Saved data entries
□ □ □ □ □ □ □
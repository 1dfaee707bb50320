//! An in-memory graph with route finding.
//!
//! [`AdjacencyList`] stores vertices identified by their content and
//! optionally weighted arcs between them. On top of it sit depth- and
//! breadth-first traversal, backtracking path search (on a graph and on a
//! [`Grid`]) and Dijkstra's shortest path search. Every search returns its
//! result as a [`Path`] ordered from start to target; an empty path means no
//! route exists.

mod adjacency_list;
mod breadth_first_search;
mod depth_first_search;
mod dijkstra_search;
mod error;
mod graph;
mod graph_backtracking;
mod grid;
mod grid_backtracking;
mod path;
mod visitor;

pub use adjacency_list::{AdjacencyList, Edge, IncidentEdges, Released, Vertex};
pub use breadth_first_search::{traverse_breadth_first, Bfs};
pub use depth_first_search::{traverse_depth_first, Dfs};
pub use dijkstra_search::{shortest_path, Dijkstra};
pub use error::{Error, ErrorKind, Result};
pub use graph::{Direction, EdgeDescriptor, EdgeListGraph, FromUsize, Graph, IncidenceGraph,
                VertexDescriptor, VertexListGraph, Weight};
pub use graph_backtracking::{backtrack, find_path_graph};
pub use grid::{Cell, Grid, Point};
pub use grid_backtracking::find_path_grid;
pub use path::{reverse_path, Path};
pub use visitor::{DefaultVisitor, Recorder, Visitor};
□ □ □ □ □ □ □
▸ **Directions for this task**
From the entries above, restate word for word the lines from the line containing "with route finding." to the line containing "search returns its", both ends included, and nothing more.

▸ **Result**
//! An in-memory graph with route finding.
//!
//! [`AdjacencyList`] stores vertices identified by their content and
//! optionally weighted arcs between them. On top of it sit depth- and
//! breadth-first traversal, backtracking path search (on a graph and on a
//! [`Grid`]) and Dijkstra's shortest path search. Every search returns its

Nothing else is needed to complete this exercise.